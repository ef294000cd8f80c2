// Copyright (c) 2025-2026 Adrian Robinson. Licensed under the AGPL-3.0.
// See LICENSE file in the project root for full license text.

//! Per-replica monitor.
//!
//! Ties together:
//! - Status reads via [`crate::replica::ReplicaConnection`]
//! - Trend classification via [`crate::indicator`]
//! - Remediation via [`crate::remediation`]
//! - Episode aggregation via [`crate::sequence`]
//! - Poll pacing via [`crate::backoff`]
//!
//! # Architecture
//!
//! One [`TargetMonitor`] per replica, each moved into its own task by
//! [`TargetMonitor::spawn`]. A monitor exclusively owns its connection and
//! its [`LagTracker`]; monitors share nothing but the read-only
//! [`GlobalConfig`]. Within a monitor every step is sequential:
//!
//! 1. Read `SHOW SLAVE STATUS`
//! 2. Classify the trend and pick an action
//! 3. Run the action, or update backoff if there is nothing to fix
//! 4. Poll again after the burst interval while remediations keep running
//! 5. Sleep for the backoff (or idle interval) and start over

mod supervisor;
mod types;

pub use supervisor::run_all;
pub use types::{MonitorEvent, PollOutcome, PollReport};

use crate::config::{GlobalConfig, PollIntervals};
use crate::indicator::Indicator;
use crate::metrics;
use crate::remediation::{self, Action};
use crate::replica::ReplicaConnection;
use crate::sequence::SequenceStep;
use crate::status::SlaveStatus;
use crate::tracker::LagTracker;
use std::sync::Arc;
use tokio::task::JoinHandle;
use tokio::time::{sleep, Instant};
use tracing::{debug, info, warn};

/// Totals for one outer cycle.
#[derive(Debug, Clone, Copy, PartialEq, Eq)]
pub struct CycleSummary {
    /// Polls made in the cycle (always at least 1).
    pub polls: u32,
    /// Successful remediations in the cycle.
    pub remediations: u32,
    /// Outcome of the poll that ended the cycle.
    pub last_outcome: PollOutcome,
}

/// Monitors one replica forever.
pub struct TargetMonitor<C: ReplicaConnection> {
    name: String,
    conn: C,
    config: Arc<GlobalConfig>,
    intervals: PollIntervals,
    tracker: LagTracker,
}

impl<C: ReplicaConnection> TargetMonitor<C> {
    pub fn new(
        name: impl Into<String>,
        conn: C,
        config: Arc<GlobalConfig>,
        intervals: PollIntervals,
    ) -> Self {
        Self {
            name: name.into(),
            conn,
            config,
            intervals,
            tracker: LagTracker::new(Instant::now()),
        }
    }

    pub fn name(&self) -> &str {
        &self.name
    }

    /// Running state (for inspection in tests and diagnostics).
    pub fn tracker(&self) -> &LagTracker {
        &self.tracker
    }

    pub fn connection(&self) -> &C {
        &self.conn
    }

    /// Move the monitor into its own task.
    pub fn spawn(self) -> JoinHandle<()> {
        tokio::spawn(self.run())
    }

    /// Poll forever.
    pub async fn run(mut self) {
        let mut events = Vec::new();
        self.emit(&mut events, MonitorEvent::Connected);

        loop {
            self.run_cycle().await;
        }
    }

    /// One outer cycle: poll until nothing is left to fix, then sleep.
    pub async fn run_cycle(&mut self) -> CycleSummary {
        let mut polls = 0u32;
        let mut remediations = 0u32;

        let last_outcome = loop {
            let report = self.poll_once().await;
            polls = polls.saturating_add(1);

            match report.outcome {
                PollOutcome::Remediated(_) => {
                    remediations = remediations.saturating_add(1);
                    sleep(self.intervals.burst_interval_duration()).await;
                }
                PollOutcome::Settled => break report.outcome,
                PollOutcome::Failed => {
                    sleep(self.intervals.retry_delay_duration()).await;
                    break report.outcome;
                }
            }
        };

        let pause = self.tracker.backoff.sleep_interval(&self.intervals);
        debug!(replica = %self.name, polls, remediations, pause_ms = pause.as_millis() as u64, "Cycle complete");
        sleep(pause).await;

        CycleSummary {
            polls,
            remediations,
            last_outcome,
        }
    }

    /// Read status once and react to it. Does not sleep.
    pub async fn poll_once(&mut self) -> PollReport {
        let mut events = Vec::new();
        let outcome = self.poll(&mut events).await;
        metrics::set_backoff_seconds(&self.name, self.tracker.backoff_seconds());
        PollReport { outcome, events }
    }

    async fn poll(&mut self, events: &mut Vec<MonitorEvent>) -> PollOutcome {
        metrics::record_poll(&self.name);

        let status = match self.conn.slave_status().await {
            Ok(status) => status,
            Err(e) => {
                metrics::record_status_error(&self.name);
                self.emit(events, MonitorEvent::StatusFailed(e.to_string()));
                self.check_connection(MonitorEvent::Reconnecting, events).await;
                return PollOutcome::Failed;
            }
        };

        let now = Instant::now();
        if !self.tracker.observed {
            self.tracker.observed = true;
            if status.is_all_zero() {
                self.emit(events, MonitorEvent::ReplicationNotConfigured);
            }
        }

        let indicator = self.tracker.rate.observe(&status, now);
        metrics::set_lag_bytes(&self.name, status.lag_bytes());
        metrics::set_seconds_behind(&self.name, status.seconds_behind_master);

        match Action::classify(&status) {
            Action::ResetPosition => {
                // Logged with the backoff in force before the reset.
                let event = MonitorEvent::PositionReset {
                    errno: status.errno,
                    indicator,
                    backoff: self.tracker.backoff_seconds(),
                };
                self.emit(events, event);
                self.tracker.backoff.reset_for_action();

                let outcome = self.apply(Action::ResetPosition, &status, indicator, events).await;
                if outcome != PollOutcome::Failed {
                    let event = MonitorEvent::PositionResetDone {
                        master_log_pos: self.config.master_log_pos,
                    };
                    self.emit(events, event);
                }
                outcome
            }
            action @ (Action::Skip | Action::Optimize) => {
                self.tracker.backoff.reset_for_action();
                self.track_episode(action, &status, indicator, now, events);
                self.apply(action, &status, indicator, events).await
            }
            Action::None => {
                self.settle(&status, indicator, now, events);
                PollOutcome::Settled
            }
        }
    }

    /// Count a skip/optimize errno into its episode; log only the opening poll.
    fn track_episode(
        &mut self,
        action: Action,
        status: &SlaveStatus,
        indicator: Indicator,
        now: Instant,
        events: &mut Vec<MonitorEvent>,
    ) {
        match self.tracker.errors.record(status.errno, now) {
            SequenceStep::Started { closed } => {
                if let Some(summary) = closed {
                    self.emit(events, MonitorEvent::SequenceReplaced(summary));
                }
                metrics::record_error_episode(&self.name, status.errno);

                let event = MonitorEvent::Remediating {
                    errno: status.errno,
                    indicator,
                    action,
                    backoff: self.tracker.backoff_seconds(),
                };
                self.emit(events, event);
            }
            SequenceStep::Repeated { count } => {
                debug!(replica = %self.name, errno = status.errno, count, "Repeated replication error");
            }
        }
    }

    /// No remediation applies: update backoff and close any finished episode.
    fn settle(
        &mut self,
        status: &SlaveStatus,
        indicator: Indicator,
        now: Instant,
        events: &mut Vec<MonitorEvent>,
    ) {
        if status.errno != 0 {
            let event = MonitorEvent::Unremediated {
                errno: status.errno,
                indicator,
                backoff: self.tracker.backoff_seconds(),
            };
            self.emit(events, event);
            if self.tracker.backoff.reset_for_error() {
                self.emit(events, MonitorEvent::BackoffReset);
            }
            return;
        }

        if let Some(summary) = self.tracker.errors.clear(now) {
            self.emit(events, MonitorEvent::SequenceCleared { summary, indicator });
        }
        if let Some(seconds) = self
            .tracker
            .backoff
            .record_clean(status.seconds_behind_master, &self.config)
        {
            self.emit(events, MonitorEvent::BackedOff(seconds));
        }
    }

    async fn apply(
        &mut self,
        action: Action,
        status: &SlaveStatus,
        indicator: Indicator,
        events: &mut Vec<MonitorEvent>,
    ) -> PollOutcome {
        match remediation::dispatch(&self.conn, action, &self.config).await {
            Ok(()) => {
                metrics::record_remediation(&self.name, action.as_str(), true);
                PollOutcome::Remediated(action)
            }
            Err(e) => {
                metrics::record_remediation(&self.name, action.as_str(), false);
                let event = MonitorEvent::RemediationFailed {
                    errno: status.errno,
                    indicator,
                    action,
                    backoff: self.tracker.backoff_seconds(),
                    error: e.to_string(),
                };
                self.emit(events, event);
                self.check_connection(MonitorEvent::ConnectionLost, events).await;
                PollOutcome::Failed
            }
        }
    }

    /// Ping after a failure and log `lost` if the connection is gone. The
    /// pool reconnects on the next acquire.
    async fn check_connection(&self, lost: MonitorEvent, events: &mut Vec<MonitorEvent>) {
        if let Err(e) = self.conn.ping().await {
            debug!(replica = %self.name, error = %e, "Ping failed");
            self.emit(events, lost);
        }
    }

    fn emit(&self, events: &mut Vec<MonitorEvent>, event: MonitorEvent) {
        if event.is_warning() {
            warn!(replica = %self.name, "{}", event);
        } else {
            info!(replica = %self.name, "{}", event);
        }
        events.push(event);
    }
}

▶ _What to do_
Starting at the first line of the material above, reproduce each line exactly up to and including the line with "- Episode aggregation".

▶ _Answer for the task_
repository ef294000cd8f80c2
// Copyright (c) 2025-2026 Adrian Robinson. Licensed under the AGPL-3.0.
// See LICENSE file in the project root for full license text.

//! Per-replica monitor.
//!
//! Ties together:
//! - Status reads via [`crate::replica::ReplicaConnection`]
//! - Trend classification via [`crate::indicator`]
//! - Remediation via [`crate::remediation`]
//! - Episode aggregation via [`crate::sequence`]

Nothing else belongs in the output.